幅広い障害を認める事があり、意識消失がなくても脳震盪の可能性があることが注意が必要です。

一般的に、1週間程度で症状は改善する事が多いようですが、小児、若年者、女性では症状が長引きやすい傾向がある。成人で10〜14日、小児で4週間以上症状が持続するものを脳震盪症候群という。

※米国サッカー連盟は脳への損傷予防の観点から、10歳以下のヘディングを全面的に禁止するように定めた。

検査・診断

①意識レベルの評価

GCS:グラスゴー・コーマ・スケール

SCAT3より引用

②記憶力の評価

マドックス・スコア

SCAT3より引用

③脳震盪の評価

脳震盪の評価は競技現場、医療機関、慢性期においてそれぞれ評価する必要がある。

  • 競技現場:SCAT5(Sports Concussion Assessment Tool)
  • 5歳〜12歳の小児に用いる:child SCAT3
  • 非専門家が用いる:poket SCAT CRT5

5歳から12歳までの小児に用いるchild SCAT,非医療従事者が脳振盪を疑う際に用いるConcussion Recognition Tool (CRT) はそれぞれ,SCAT5,child SCAT5,CRT5へと改訂された。

それぞれリンクを添付しておきます。

SCAT5(英語版)

SCAT3(日本語)

child SCAT

CRT5

pocket SCAT

脳震盪の治療・競技復帰について

脳震盪は繰り返しやすく、また繰り返す事で重篤化・長期化する。

安全に競技復帰に重要なことは、「脳震盪を起こした場合は、プレーを継続させない」ことが重要である。

脳震盪が疑われる場合、プレーを中断し専門家の評価を受ける事が重要である。

脳損傷が隠れている場合があるので、24時間は誰かがそばにつくか、家族に注意を促しておく必要がある。

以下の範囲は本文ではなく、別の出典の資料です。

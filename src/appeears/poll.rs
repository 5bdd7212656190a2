use super::task::{Status, TaskStatus};
use crate::error::FetchError;
use crate::service::TaskService;
use anyhow::Result;
use std::time::Duration;
use tokio::time::Instant;

/// Time left until the next tick of a fixed cadence that started `elapsed` ago.
pub fn next_delay(elapsed: Duration, interval: Duration) -> Duration {
    if interval.is_zero() {
        return Duration::ZERO;
    }
    let into_tick = elapsed.as_nanos() % interval.as_nanos();
    interval - Duration::from_nanos(into_tick as u64)
}

/// Consecutive reports of the same unrecognised status before giving up.
const UNRECOGNISED_STATUS_LIMIT: usize = 3;

/// Polls the task status on a fixed cadence until the service reports `done`.
pub async fn wait_until_done(
    service: &impl TaskService,
    task_id: &str,
    interval: Duration,
) -> Result<TaskStatus> {
    let start = Instant::now();
    let mut unrecognised: Option<(String, usize)> = None;
    loop {
        let status = service.status(task_id).await?;
        match status.status {
            Status::Done => {
                tracing::info!(task_id, "Task complete");
                return Ok(status);
            }
            Status::Error => return Err(FetchError::TaskFailed(task_id.to_string()).into()),
            Status::Other(ref other) => {
                let repeats = match unrecognised.take() {
                    Some((previous, n)) if previous == *other => n + 1,
                    _ => 1,
                };
                tracing::warn!(task_id, status = %other, repeats, "Unrecognised task status");
                if repeats >= UNRECOGNISED_STATUS_LIMIT {
                    return Err(FetchError::UnexpectedStatus {
                        task_id: task_id.to_string(),
                        status: other.clone(),
                    }
                    .into());
                }
                unrecognised = Some((other.clone(), repeats));
            }
            ref current => {
                unrecognised = None;
                tracing::info!(task_id, status = %current, "Waiting for task");
            }
        }
        tokio::time::sleep(next_delay(start.elapsed(), interval)).await;
    }
}
//! Gzip presenter: encode, then compress.

use super::{PresentationError, Presenter, TextEncoding};
use flate2::read::GzDecoder;
use flate2::write::GzEncoder;
use flate2::Compression;
use std::io::{self, Read, Write};

/// Highest gzip compression level.
pub const MAX_LEVEL: u32 = 9;

/// Default cap on the size of one decompressed message.
pub const DEFAULT_MAX_DECODED: usize = 64 * 1024;

/// Encodes text with a `TextEncoding` and wraps the result in a gzip member.
#[derive(Debug, Clone)]
pub struct GzipPresenter {
    encoding: TextEncoding,
    level: u32,
    max_decoded: usize,
}

impl GzipPresenter {
    /// Create a presenter. `level` is clamped to `0..=9`; 1 is fastest,
    /// 9 compresses most.
    pub fn new(encoding: TextEncoding, level: u32) -> Self {
        Self {
            encoding,
            level: level.min(MAX_LEVEL),
            max_decoded: DEFAULT_MAX_DECODED,
        }
    }

    /// Reject members that inflate past `limit` bytes.
    pub fn with_max_decoded(mut self, limit: usize) -> Self {
        self.max_decoded = limit;
        self
    }

    pub fn level(&self) -> u32 {
        self.level
    }
}

impl Presenter for GzipPresenter {
    fn prepare(&self, text: &str) -> Result<Vec<u8>, PresentationError> {
        let encoded = self.encoding.encode(text)?;
        let mut encoder = GzEncoder::new(Vec::new(), Compression::new(self.level));
        encoder
            .write_all(&encoded)
            .map_err(PresentationError::Compression)?;
        encoder.finish().map_err(PresentationError::Compression)
    }

    fn represent(&self, bytes: &[u8]) -> Result<String, PresentationError> {
        // An empty read buffer is never a full member (header alone is 10 bytes)
        if bytes.is_empty() {
            return Err(PresentationError::Incomplete);
        }

        let mut decompressed = Vec::with_capacity(bytes.len() * 2);
        GzDecoder::new(bytes)
            .take(self.max_decoded as u64 + 1)
            .read_to_end(&mut decompressed)
            .map_err(|e| match e.kind() {
                io::ErrorKind::UnexpectedEof => PresentationError::Incomplete,
                _ => PresentationError::Decompression(e),
            })?;

        if decompressed.len() > self.max_decoded {
            return Err(PresentationError::TooLarge {
                limit: self.max_decoded,
            });
        }

        // The member is whole, so a dangling multi-byte sequence is bad data
        self.encoding.decode_complete(&decompressed)
    }
}

#[cfg(test)]
mod tests {
    use super::*;

    #[test]
    fn test_prepare_is_gzip() {
        let presenter = GzipPresenter::new(TextEncoding::Utf8, 1);
        let bytes = presenter.prepare("hello").unwrap();
        assert_eq!(&bytes[..2], &[0x1f, 0x8b]);
        assert_eq!(presenter.represent(&bytes).unwrap(), "hello");
    }

    #[test]
    fn test_level_clamped() {
        assert_eq!(GzipPresenter::new(TextEncoding::Utf8, 42).level(), 9);
        assert_eq!(GzipPresenter::new(TextEncoding::Utf8, 0).level(), 0);
    }

    #[test]
    fn test_higher_level_not_larger_on_repetitive_text() {
        let text = "abcabcabc".repeat(200);
        let fast = GzipPresenter::new(TextEncoding::Utf8, 0).prepare(&text).unwrap();
        let best = GzipPresenter::new(TextEncoding::Utf8, 9).prepare(&text).unwrap();
        assert!(best.len() < fast.len());
    }

    #[test]
    fn test_not_gzip() {
        let presenter = GzipPresenter::new(TextEncoding::Utf8, 1);
        match presenter.represent(b"hello, plain text") {
            Err(PresentationError::Decompression(_)) => {}
            other => panic!("unexpected: {:?}", other),
        }
    }

    #[test]
    fn test_truncated_is_incomplete() {
        let presenter = GzipPresenter::new(TextEncoding::Utf8, 1);
        let bytes = presenter.prepare("hello world").unwrap();

        assert!(presenter.represent(&[]).unwrap_err().is_incomplete());
        assert!(presenter
            .represent(&bytes[..bytes.len() - 3])
            .unwrap_err()
            .is_incomplete());
        assert!(presenter.represent(&bytes[..4]).unwrap_err().is_incomplete());
    }

    fn gzip_raw(payload: &[u8]) -> Vec<u8> {
        let mut encoder = GzEncoder::new(Vec::new(), Compression::fast());
        encoder.write_all(payload).unwrap();
        encoder.finish().unwrap()
    }

    #[test]
    fn test_gzip_invalid_utf8_is_decoding_error() {
        let presenter = GzipPresenter::new(TextEncoding::Utf8, 1);

        // Complete member whose content stops inside a 3-byte sequence
        match presenter.represent(&gzip_raw(&[b'a', 0xe2, 0x82])) {
            Err(PresentationError::Decoding { encoding, .. }) => assert_eq!(encoding, "utf-8"),
            other => panic!("unexpected: {:?}", other),
        }
        assert!(matches!(
            presenter.represent(&gzip_raw(&[0xff, 0xfe])),
            Err(PresentationError::Decoding { .. })
        ));
    }

    #[test]
    fn test_decompressed_size_capped() {
        let presenter = GzipPresenter::new(TextEncoding::Utf8, 1).with_max_decoded(1024);
        let bomb = gzip_raw(&[b'a'; 64 * 1024]);
        assert!(bomb.len() < 1024);
        assert!(matches!(
            presenter.represent(&bomb),
            Err(PresentationError::TooLarge { limit: 1024 })
        ));

        let exact = gzip_raw(&[b'a'; 1024]);
        assert_eq!(presenter.represent(&exact).unwrap().len(), 1024);
    }

    #[test]
    fn test_encoding_error_surfaces() {
        let presenter = GzipPresenter::new(TextEncoding::Ascii, 1);
        assert!(matches!(
            presenter.prepare("\u{1f980}"),
            Err(PresentationError::Encoding { .. })
        ));
    }
}
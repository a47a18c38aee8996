//! gzecho: a single-connection TCP echo server.
//!
//! Every message passes through a presentation layer on the way in and
//! out. The default presenter encodes text and gzip-compresses it.
//!
//! Features:
//! - One peer at a time; others wait in a backlog of one
//! - Configurable stop word that ends a session with "Bye, bye!"
//! - Messages larger than one read are reassembled up to a limit
//! - Configuration via CLI arguments or TOML file

pub mod config;
pub mod connection;
pub mod error;
pub mod presentation;
pub mod server;

pub use config::{Config, ConfigError, ServerConfig};
pub use error::ServerError;
pub use presentation::{PresentationError, Presenter};
pub use server::{Server, ServerState, ShutdownHandle};
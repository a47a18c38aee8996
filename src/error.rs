//! Error types for the echo server.

use crate::config::ConfigError;
use crate::presentation::PresentationError;
use thiserror::Error;

/// Errors raised while serving.
///
/// Everything except `Io` on the listener is scoped to a single connection:
/// the accept loop logs it and moves on to the next peer.
#[derive(Debug, Error)]
pub enum ServerError {
    #[error("I/O error: {0}")]
    Io(#[from] std::io::Error),

    #[error(transparent)]
    Config(#[from] ConfigError),

    #[error("Presentation error: {0}")]
    Presentation(#[from] PresentationError),

    /// Reassembled message grew past `max_message_size`
    #[error("Message exceeds {limit} bytes")]
    MessageTooLarge { limit: usize },

    /// Peer closed in the middle of a message
    #[error("Peer closed after {received} bytes of an incomplete message")]
    TruncatedMessage { received: usize },
}
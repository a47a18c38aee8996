//! TCP server: binds, accepts one peer at a time, and hands each to the
//! connection loop.
//!
//! The accept wait goes through a mio `Poll` so that a `ShutdownHandle`
//! can wake it. Once a peer is accepted, all socket I/O on it is blocking
//! and the next `accept` is not issued until that peer is closed.

use crate::config::ServerConfig;
use crate::connection::Connection;
use crate::error::ServerError;
use crate::presentation::Presenter;
use mio::unix::SourceFd;
use mio::{Events, Interest, Poll, Token, Waker};
use std::io;
use std::net::{SocketAddr, TcpListener, TcpStream};
use std::os::unix::io::AsRawFd;
use std::sync::atomic::{AtomicBool, Ordering};
use std::sync::Arc;
use tracing::dispatcher::{self, Dispatch};
use tracing::{debug, error, info, info_span, warn};

const LISTENER_TOKEN: Token = Token(0);
const WAKER_TOKEN: Token = Token(1);

/// Pending connections the kernel queues while a peer is being served.
const BACKLOG: i32 = 1;

/// Server lifecycle.
#[derive(Debug, Clone, Copy, PartialEq, Eq)]
pub enum ServerState {
    /// No socket bound yet.
    Idle,
    /// Bound and waiting for a peer.
    Listening,
    /// Serving one peer.
    Connected,
    /// Accept loop has exited; the listener is closed.
    Stopped,
}

/// Stops a running server from another thread.
#[derive(Clone)]
pub struct ShutdownHandle {
    waker: Arc<Waker>,
    stopping: Arc<AtomicBool>,
}

impl ShutdownHandle {
    /// Ask the accept loop to exit. A peer being served is finished first.
    pub fn shutdown(&self) -> io::Result<()> {
        self.stopping.store(true, Ordering::Release);
        self.waker.wake()
    }
}

/// Server instance
pub struct Server {
    config: ServerConfig,
    presenter: Box<dyn Presenter>,
    dispatch: Dispatch,
    poll: Poll,
    waker: Arc<Waker>,
    stopping: Arc<AtomicBool>,
    listener: Option<TcpListener>,
    local_addr: Option<SocketAddr>,
    state: ServerState,
}

impl Server {
    /// Create a new server instance. Nothing is bound until `bind` or `start`.
    ///
    /// Log events go to the dispatcher that is current at construction time;
    /// use `with_dispatch` to route them elsewhere.
    pub fn new(config: ServerConfig, presenter: Box<dyn Presenter>) -> io::Result<Self> {
        let poll = Poll::new()?;
        let waker = Arc::new(Waker::new(poll.registry(), WAKER_TOKEN)?);

        Ok(Server {
            config,
            presenter,
            dispatch: dispatcher::get_default(Dispatch::clone),
            poll,
            waker,
            stopping: Arc::new(AtomicBool::new(false)),
            listener: None,
            local_addr: None,
            state: ServerState::Idle,
        })
    }

    /// Send this server's log events to `dispatch`.
    pub fn with_dispatch(mut self, dispatch: Dispatch) -> Self {
        self.dispatch = dispatch;
        self
    }

    pub fn shutdown_handle(&self) -> ShutdownHandle {
        ShutdownHandle {
            waker: Arc::clone(&self.waker),
            stopping: Arc::clone(&self.stopping),
        }
    }

    pub fn state(&self) -> ServerState {
        self.state
    }

    /// Address the listener is bound to, once bound.
    pub fn local_addr(&self) -> Option<SocketAddr> {
        self.local_addr
    }

    pub fn config(&self) -> &ServerConfig {
        &self.config
    }

    /// Bind the listening socket. Calling it again is a no-op.
    pub fn bind(&mut self) -> Result<SocketAddr, ServerError> {
        if let Some(addr) = self.local_addr {
            return Ok(addr);
        }

        let addr = self.config.socket_addr()?;
        let listener = create_listener(addr)?;
        let local_addr = listener.local_addr()?;

        self.listener = Some(listener);
        self.local_addr = Some(local_addr);
        self.state = ServerState::Listening;
        Ok(local_addr)
    }

    /// Bind if needed, then accept and serve peers one at a time until
    /// shut down.
    pub fn start(&mut self) -> Result<(), ServerError> {
        let dispatch = self.dispatch.clone();
        dispatcher::with_default(&dispatch, || self.run())
    }

    fn run(&mut self) -> Result<(), ServerError> {
        let addr = self.bind()?;
        let listener = match self.listener.take() {
            Some(listener) => listener,
            None => {
                return Err(io::Error::new(io::ErrorKind::NotConnected, "listener closed").into())
            }
        };

        let span = info_span!("server", %addr);
        let _enter = span.enter();

        let fd = listener.as_raw_fd();
        self.poll
            .registry()
            .register(&mut SourceFd(&fd), LISTENER_TOKEN, Interest::READABLE)?;

        info!("Server start");

        let mut events = Events::with_capacity(8);
        let result = self.accept_loop(&listener, &mut events);

        if let Err(e) = self.poll.registry().deregister(&mut SourceFd(&fd)) {
            debug!(error = %e, "Failed to deregister listener");
        }
        drop(listener);
        self.state = ServerState::Stopped;
        info!("Server down");

        result
    }

    fn accept_loop(
        &mut self,
        listener: &TcpListener,
        events: &mut Events,
    ) -> Result<(), ServerError> {
        while !self.stopping.load(Ordering::Acquire) {
            match self.poll.poll(events, None) {
                Ok(()) => {}
                Err(e) if e.kind() == io::ErrorKind::Interrupted => continue,
                Err(e) => return Err(e.into()),
            }

            let readable = events.iter().any(|event| event.token() == LISTENER_TOKEN);
            if readable {
                self.accept_pending(listener)?;
            }
        }
        Ok(())
    }

    /// Drain the listener's queue, serving each peer to completion.
    ///
    /// Readiness is edge-triggered, so the queue must be emptied before the
    /// next poll. Errors tied to one pending peer skip that peer; anything
    /// else (descriptor exhaustion, a broken listener) ends the accept loop.
    fn accept_pending(&mut self, listener: &TcpListener) -> Result<(), ServerError> {
        while !self.stopping.load(Ordering::Acquire) {
            match listener.accept() {
                Ok((stream, peer)) => self.handle_client(stream, peer),
                Err(e) if e.kind() == io::ErrorKind::WouldBlock => break,
                Err(e) if e.kind() == io::ErrorKind::Interrupted => continue,
                Err(e) if is_per_connection_error(&e) => {
                    warn!(error = %e, "Pending connection dropped before accept");
                }
                Err(e) => {
                    error!(error = %e, "Failed to accept connection");
                    return Err(e.into());
                }
            }
        }
        Ok(())
    }

    fn handle_client(&mut self, stream: TcpStream, peer: SocketAddr) {
        let span = info_span!("connection", %peer);
        let _enter = span.enter();

        self.state = ServerState::Connected;
        info!("Client connected");

        let result = Connection::new(stream, peer, self.config.buffer_size)
            .map_err(ServerError::from)
            .and_then(|mut conn| conn.serve(self.presenter.as_ref(), &self.config));

        if let Err(e) = result {
            warn!(error = %e, "Connection aborted");
        }

        info!("Drop connection");
        self.state = ServerState::Listening;
    }
}

/// Accept failures that concern only the peer being accepted.
fn is_per_connection_error(e: &io::Error) -> bool {
    matches!(
        e.kind(),
        io::ErrorKind::ConnectionAborted | io::ErrorKind::ConnectionReset
    ) || e.raw_os_error() == Some(libc::EPROTO)
}

/// Non-blocking listener with the single-slot backlog.
fn create_listener(addr: SocketAddr) -> io::Result<TcpListener> {
    let socket = socket2::Socket::new(
        socket2::Domain::for_address(addr),
        socket2::Type::STREAM,
        Some(socket2::Protocol::TCP),
    )?;

    socket.set_reuse_address(true)?;
    socket.set_nonblocking(true)?;
    socket.bind(&addr.into())?;
    socket.listen(BACKLOG)?;

    Ok(socket.into())
}
//! Pass-through presenter: text encoding only.

use super::{PresentationError, Presenter, TextEncoding};

/// Sends the encoded text as-is.
#[derive(Debug, Clone, Default)]
pub struct PlainPresenter {
    encoding: TextEncoding,
}

impl PlainPresenter {
    pub fn new(encoding: TextEncoding) -> Self {
        Self { encoding }
    }
}

impl Presenter for PlainPresenter {
    fn prepare(&self, text: &str) -> Result<Vec<u8>, PresentationError> {
        self.encoding.encode(text)
    }

    fn represent(&self, bytes: &[u8]) -> Result<String, PresentationError> {
        self.encoding.decode(bytes)
    }
}

#[cfg(test)]
mod tests {
    use super::*;

    #[test]
    fn test_plain_bytes() {
        let presenter = PlainPresenter::default();
        assert_eq!(presenter.prepare("STOP").unwrap(), b"STOP");
        assert_eq!(presenter.represent(b"STOP").unwrap(), "STOP");
    }

    #[test]
    fn test_split_multibyte_is_incomplete() {
        let presenter = PlainPresenter::default();
        let bytes = presenter.prepare("na\u{ef}ve").unwrap();
        assert!(presenter.represent(&bytes[..3]).unwrap_err().is_incomplete());
        assert_eq!(presenter.represent(&bytes).unwrap(), "na\u{ef}ve");
    }
}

※一般的に24時間〜48時間の間に発症する場合があるため

 

段階的競技復帰プログラム  GRTPプログラム 

脳震盪から数週間は2度目の脳震盪を起こしやすく、

競技ごとに定められた段階的競技復帰プロトコールに

従って、時間をかけて競技復帰していく。

各段階は最低24時間の間隔を置き、問題なければ次の段階に進む。

IRB 脳震盪ガイドライン(一般向け)より引用

IRB 脳震盪ガイドライン(一般向け)

まとめ

今回は脳震盪における評価ツールと競技復帰について復習してみました。

現場で適切な対応ができるように、日頃から準備しておきたいと思います。